══ Source material ══

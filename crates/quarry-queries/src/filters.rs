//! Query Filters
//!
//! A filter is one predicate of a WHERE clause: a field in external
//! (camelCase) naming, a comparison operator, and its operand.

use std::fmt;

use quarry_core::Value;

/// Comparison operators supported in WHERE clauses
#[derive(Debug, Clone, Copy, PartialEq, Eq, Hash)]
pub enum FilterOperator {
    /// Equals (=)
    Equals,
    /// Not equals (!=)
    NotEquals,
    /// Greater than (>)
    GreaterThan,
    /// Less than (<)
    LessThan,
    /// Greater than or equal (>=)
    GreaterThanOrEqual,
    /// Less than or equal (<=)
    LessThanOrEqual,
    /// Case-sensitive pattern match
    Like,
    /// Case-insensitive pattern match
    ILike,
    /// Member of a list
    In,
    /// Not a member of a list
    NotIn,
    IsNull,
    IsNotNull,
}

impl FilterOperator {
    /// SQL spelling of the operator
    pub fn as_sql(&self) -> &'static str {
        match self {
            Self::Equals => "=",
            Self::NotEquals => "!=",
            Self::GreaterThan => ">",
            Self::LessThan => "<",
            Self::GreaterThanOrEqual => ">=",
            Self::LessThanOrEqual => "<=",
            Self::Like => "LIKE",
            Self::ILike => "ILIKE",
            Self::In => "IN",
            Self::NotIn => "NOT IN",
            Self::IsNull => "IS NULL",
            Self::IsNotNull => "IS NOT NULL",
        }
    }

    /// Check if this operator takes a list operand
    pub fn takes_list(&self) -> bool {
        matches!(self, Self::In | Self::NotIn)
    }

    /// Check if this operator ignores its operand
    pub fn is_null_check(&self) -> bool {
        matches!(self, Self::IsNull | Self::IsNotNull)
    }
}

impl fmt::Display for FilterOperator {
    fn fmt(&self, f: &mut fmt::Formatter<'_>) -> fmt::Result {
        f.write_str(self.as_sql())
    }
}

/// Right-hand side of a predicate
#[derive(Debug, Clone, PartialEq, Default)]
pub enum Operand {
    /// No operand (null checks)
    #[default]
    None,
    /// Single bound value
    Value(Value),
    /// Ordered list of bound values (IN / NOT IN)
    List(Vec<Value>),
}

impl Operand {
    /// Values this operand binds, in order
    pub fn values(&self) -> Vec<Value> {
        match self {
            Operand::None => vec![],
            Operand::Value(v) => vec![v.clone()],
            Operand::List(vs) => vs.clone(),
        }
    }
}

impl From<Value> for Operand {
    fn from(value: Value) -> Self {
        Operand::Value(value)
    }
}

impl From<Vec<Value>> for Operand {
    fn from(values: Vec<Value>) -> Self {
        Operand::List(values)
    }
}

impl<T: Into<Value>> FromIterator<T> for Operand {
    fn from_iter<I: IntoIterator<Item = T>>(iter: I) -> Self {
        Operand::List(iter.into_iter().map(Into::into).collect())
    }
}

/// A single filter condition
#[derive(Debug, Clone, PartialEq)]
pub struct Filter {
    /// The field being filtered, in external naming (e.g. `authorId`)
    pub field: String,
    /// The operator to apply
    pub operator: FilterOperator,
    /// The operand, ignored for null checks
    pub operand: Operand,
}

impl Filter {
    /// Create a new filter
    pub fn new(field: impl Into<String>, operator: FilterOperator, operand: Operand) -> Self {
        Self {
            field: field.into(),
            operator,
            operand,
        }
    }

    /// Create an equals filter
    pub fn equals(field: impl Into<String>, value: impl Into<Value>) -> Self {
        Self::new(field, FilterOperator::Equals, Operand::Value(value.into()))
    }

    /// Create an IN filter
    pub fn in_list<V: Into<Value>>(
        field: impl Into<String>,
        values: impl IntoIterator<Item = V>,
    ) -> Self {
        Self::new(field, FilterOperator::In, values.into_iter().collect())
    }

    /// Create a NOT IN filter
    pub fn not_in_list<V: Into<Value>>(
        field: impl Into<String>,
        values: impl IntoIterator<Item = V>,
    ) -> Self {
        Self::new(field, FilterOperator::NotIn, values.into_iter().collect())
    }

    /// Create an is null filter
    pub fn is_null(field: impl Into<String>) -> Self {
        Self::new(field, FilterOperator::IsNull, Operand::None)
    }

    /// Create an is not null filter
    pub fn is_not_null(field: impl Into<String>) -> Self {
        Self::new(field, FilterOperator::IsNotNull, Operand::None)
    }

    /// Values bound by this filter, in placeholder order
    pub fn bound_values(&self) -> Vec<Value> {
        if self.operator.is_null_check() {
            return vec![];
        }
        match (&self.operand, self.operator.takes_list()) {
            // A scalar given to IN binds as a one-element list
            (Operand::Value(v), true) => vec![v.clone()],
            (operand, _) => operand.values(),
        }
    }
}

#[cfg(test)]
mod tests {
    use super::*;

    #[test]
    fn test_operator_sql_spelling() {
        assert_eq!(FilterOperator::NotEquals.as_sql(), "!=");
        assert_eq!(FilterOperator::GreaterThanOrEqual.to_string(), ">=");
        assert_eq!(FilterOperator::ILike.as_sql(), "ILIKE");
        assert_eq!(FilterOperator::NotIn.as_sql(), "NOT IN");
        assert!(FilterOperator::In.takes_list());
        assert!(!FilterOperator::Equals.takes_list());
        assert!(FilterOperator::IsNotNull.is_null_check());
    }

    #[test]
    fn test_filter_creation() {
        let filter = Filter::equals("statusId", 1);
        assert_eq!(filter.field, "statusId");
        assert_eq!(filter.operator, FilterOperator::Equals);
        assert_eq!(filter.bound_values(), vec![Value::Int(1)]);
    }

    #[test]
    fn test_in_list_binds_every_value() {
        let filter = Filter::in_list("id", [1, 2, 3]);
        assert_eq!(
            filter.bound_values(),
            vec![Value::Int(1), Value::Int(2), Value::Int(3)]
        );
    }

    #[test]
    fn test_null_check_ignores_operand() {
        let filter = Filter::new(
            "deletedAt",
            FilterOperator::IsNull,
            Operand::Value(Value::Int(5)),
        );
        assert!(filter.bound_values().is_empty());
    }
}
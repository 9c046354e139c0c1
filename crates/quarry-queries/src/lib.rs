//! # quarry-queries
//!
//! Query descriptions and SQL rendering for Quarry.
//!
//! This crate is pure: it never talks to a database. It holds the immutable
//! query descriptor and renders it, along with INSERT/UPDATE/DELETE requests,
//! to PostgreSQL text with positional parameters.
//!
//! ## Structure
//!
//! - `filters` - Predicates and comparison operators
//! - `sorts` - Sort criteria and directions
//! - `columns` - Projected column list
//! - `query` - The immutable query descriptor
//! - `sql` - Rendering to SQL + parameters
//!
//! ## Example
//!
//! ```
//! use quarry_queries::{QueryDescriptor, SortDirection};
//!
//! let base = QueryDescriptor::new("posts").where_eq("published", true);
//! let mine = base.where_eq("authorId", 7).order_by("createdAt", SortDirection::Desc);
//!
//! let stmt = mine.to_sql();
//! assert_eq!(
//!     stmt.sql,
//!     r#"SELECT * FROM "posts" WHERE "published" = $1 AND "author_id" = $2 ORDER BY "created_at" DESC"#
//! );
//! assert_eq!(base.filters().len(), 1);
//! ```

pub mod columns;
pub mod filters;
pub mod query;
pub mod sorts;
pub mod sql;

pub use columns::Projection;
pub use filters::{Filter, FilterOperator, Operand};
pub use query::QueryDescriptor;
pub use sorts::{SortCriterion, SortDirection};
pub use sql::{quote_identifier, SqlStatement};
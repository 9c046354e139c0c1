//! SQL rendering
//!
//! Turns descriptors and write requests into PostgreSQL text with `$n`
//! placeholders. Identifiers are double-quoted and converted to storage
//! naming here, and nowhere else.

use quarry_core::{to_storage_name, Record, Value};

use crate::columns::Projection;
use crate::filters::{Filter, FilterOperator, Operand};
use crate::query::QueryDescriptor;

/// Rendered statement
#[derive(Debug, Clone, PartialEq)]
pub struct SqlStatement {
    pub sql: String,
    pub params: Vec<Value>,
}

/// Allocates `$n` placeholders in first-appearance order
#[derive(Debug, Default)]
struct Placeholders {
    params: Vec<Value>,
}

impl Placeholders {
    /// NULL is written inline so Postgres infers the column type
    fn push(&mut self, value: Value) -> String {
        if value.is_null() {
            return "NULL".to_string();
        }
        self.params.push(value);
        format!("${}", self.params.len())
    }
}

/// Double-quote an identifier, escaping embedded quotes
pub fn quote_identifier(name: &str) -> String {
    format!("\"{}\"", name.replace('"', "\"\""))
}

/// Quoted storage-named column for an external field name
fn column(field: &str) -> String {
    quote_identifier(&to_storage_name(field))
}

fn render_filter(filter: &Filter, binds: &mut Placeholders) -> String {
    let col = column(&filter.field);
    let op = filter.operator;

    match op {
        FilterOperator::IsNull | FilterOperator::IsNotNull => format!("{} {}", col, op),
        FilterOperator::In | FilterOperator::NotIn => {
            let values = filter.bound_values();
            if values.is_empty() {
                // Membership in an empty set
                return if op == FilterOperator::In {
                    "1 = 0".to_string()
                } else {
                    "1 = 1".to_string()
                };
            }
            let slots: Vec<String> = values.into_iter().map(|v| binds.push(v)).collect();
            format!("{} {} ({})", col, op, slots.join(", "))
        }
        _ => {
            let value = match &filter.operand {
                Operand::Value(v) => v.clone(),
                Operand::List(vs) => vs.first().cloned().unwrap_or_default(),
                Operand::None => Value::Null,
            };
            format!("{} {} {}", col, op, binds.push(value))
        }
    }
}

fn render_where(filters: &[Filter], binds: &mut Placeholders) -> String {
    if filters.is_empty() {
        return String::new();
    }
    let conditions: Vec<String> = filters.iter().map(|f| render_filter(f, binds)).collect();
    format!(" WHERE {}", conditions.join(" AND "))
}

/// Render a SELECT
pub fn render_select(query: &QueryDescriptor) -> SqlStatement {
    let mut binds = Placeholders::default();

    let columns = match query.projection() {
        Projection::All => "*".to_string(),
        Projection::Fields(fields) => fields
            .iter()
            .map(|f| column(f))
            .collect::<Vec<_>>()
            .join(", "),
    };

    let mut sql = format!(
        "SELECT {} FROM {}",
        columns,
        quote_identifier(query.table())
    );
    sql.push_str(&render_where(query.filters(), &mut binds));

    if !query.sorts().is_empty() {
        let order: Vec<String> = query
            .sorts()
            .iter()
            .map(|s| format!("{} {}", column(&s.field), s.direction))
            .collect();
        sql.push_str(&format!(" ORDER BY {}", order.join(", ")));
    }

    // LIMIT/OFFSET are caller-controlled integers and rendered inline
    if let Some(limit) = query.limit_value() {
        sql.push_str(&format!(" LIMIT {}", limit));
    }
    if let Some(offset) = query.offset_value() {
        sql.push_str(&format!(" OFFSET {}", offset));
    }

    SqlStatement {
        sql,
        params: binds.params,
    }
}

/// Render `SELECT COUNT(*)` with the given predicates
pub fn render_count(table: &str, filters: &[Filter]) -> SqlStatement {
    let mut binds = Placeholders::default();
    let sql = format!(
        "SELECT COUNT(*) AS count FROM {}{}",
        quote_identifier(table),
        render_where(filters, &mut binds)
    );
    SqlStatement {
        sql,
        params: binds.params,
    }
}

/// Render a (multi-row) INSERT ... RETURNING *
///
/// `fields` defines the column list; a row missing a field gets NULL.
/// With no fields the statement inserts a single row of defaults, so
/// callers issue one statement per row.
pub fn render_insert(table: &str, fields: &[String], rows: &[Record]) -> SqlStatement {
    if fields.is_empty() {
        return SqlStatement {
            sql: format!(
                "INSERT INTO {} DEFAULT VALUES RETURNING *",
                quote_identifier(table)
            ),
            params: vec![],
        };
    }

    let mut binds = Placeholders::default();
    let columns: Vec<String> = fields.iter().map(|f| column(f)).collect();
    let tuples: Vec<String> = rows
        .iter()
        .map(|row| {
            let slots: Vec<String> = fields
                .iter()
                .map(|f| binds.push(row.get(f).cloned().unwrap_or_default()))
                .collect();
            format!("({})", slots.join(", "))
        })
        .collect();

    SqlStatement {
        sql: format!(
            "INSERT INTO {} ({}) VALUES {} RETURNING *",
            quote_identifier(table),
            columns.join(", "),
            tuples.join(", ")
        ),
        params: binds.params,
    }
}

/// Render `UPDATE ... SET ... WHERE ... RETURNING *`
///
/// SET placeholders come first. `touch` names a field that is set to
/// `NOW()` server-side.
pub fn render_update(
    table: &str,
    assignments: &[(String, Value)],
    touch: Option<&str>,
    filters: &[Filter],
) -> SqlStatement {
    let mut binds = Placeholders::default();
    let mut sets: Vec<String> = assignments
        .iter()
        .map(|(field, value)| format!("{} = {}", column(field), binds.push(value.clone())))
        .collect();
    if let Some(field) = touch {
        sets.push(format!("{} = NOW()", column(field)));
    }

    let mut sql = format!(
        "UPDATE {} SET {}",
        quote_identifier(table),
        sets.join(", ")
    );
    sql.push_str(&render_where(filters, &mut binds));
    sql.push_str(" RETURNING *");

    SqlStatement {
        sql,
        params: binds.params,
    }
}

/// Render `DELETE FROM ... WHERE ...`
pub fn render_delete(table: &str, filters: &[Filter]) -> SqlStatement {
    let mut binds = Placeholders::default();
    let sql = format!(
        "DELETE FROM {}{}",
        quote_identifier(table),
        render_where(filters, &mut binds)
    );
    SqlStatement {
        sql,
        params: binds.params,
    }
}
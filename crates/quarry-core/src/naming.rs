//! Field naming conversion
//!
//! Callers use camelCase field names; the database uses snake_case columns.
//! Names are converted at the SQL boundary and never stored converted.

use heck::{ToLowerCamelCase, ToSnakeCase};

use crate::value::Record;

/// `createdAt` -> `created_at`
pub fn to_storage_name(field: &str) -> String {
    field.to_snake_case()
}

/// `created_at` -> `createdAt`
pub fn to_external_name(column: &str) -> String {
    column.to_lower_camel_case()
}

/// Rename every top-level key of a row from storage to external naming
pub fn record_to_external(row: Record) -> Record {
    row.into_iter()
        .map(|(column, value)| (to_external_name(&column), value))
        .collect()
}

═══

# Your goal
In the lines above, find each one with "text" and list it.

# Response
//! to PostgreSQL text with positional parameters.
//! Turns descriptors and write requests into PostgreSQL text with `$n`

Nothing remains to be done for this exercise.